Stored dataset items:

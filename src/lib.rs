pub mod app;
pub mod auth;
pub mod cli;
pub mod config;
pub mod database;
pub mod error;
pub mod handlers;
pub mod middleware;
pub mod services;
pub mod session;
pub mod validator;

#[cfg(any(test, feature = "test-support"))]
pub mod testing;

pub use app::{app, AppState};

### HOW TO COMPLETE THIS TASK
When you answer, return the records above exactly as they stand.

### FINISHED TASK
filename src/lib.rs
pub mod app;
pub mod auth;
pub mod cli;
pub mod config;
pub mod database;
pub mod error;
pub mod handlers;
pub mod middleware;
pub mod services;
pub mod session;
pub mod validator;

#[cfg(any(test, feature = "test-support"))]
pub mod testing;

pub use app::{app, AppState};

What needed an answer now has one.